◆ **The data**:
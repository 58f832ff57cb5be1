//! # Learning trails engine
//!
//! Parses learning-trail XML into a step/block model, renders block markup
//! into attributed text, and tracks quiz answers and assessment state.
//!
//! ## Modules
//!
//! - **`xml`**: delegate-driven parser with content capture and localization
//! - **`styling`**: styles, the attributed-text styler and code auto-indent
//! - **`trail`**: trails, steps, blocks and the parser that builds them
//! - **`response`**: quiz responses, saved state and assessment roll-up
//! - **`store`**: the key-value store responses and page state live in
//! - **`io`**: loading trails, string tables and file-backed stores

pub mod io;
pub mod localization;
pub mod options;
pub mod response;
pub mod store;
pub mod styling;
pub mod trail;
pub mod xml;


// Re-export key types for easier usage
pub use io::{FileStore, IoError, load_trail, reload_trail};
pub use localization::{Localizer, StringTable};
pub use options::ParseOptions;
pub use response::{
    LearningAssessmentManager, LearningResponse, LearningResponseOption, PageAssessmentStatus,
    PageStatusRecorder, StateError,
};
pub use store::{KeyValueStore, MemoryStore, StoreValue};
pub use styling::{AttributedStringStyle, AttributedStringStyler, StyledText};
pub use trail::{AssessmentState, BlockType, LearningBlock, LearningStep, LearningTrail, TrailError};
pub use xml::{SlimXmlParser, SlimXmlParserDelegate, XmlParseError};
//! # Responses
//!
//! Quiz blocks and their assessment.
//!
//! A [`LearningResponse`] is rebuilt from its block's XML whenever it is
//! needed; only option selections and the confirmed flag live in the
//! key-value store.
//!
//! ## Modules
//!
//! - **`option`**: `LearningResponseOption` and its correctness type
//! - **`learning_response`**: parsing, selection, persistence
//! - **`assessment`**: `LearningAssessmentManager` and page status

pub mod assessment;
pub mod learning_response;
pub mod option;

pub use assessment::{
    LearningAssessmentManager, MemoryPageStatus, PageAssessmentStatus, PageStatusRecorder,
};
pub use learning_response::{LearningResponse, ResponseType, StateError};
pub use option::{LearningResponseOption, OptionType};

---

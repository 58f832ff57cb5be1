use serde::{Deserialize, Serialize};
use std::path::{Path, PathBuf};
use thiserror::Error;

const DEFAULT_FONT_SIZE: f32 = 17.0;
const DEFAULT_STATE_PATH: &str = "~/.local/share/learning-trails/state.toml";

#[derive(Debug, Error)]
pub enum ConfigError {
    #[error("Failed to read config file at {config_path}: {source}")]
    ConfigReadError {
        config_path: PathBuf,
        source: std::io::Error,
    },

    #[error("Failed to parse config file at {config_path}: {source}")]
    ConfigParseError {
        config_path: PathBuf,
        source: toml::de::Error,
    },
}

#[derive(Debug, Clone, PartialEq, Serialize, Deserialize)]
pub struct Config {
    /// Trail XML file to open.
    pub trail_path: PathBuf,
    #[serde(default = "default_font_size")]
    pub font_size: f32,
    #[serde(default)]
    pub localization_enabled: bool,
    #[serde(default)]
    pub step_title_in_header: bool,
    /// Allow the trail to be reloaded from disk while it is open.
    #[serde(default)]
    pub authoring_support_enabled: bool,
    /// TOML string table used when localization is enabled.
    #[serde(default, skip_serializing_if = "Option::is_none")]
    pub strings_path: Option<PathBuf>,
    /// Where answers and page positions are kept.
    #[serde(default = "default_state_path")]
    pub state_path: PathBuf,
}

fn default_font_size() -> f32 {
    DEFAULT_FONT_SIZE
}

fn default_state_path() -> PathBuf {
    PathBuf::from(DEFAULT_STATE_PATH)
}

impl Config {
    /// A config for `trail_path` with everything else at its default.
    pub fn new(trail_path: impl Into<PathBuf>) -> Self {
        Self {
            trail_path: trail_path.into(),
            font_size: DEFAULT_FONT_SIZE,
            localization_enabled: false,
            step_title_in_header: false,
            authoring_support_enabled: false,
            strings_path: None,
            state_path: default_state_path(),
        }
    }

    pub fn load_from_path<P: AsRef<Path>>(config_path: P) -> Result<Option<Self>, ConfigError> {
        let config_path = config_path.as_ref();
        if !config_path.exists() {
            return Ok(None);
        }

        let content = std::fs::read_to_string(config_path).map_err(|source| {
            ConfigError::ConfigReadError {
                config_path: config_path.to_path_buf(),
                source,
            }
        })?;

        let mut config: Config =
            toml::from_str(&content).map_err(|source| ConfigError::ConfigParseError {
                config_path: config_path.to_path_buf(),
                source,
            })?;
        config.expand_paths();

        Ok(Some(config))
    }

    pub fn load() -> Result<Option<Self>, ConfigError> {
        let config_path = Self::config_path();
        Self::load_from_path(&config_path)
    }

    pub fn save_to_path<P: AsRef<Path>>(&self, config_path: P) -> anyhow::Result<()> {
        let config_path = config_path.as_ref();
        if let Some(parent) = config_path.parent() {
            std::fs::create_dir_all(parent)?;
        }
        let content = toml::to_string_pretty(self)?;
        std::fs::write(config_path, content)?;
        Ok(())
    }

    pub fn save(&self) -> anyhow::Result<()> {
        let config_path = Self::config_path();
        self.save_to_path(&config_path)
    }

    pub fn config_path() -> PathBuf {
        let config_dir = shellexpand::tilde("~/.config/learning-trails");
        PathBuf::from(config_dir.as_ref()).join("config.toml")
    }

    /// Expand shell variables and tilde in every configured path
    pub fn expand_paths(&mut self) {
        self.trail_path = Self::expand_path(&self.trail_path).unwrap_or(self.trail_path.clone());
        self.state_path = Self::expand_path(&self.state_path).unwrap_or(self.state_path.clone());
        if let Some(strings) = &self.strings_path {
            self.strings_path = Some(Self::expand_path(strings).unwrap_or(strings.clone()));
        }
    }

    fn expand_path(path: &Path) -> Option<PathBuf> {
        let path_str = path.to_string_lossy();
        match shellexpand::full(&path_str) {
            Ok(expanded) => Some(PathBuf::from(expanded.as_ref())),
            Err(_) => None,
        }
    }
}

==

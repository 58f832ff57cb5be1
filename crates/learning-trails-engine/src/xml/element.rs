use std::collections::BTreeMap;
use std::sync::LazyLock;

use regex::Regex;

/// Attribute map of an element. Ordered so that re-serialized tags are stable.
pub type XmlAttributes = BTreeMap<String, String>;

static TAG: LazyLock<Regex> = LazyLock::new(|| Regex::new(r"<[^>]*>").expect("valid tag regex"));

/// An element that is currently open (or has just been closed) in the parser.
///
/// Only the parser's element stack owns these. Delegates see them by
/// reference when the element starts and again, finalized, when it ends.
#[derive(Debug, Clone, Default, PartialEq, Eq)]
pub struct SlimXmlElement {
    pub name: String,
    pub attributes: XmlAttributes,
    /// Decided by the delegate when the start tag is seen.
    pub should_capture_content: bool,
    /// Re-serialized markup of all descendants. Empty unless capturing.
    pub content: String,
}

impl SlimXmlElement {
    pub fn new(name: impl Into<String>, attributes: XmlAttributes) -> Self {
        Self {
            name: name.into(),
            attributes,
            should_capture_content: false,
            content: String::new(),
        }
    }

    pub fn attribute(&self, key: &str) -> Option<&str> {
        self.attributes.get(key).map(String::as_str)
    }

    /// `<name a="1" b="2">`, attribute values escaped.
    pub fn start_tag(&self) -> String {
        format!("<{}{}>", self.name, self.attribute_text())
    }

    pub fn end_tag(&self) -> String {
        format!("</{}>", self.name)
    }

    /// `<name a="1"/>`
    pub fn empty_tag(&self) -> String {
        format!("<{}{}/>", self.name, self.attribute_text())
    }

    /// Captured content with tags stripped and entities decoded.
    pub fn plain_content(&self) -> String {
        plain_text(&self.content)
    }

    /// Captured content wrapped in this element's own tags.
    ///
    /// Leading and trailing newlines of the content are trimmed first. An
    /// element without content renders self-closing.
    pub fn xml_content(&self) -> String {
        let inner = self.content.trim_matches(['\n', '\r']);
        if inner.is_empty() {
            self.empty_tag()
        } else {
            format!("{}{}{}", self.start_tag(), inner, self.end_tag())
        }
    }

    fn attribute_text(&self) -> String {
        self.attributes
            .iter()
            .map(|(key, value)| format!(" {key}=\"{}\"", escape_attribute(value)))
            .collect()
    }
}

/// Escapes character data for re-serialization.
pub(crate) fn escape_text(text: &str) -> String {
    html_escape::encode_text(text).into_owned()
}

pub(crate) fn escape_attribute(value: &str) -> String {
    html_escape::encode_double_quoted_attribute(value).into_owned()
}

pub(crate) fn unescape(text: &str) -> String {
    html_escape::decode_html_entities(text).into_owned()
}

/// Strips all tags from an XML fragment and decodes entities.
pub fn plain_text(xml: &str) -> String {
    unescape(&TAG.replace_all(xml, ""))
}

◆ **Work task**:
Where does the word "live" occur in the data? Copy every line that has it.

◆ **Task solution**:
//! - **`store`**: the key-value store responses and page state live in
//! needed; only option selections and the confirmed flag live in the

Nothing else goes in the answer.